[DATA FOR PROCESSING Boundary: Start]

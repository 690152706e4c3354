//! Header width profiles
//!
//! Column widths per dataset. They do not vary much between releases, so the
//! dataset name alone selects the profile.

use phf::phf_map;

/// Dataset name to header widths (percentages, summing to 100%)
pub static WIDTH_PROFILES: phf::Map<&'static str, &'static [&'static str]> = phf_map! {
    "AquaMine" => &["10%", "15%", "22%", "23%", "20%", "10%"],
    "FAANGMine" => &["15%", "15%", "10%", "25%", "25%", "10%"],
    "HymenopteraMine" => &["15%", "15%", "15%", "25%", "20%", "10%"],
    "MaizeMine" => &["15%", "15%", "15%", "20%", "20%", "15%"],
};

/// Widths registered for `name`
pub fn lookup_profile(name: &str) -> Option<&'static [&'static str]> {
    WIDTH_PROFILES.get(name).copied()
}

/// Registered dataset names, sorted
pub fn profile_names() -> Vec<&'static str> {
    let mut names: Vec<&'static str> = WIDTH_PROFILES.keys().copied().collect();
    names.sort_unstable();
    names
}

[DATA FOR PROCESSING Boundary: End]
[DATA FOR PROCESSING Boundary: Start]

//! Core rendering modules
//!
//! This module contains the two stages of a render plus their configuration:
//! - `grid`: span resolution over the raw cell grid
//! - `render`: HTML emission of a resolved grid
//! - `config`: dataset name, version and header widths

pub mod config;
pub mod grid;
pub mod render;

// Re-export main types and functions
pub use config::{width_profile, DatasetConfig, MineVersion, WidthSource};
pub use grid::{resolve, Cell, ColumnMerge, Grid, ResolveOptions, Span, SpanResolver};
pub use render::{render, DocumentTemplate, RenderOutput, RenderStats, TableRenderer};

[DATA FOR PROCESSING Boundary: End]

INSTRUCTIONS FOR THE TASK: Would you print, exactly as written, every line above from the one holding "repository 690152706e4c3354" through the one holding "pub static WIDTH_PROFILES: phf::Map<&'static", with both included and no other lines?

COMPLETED TASK:
repository 690152706e4c3354
//! Header width profiles
//!
//! Column widths per dataset. They do not vary much between releases, so the
//! dataset name alone selects the profile.

use phf::phf_map;

/// Dataset name to header widths (percentages, summing to 100%)
pub static WIDTH_PROFILES: phf::Map<&'static str, &'static [&'static str]> = phf_map! {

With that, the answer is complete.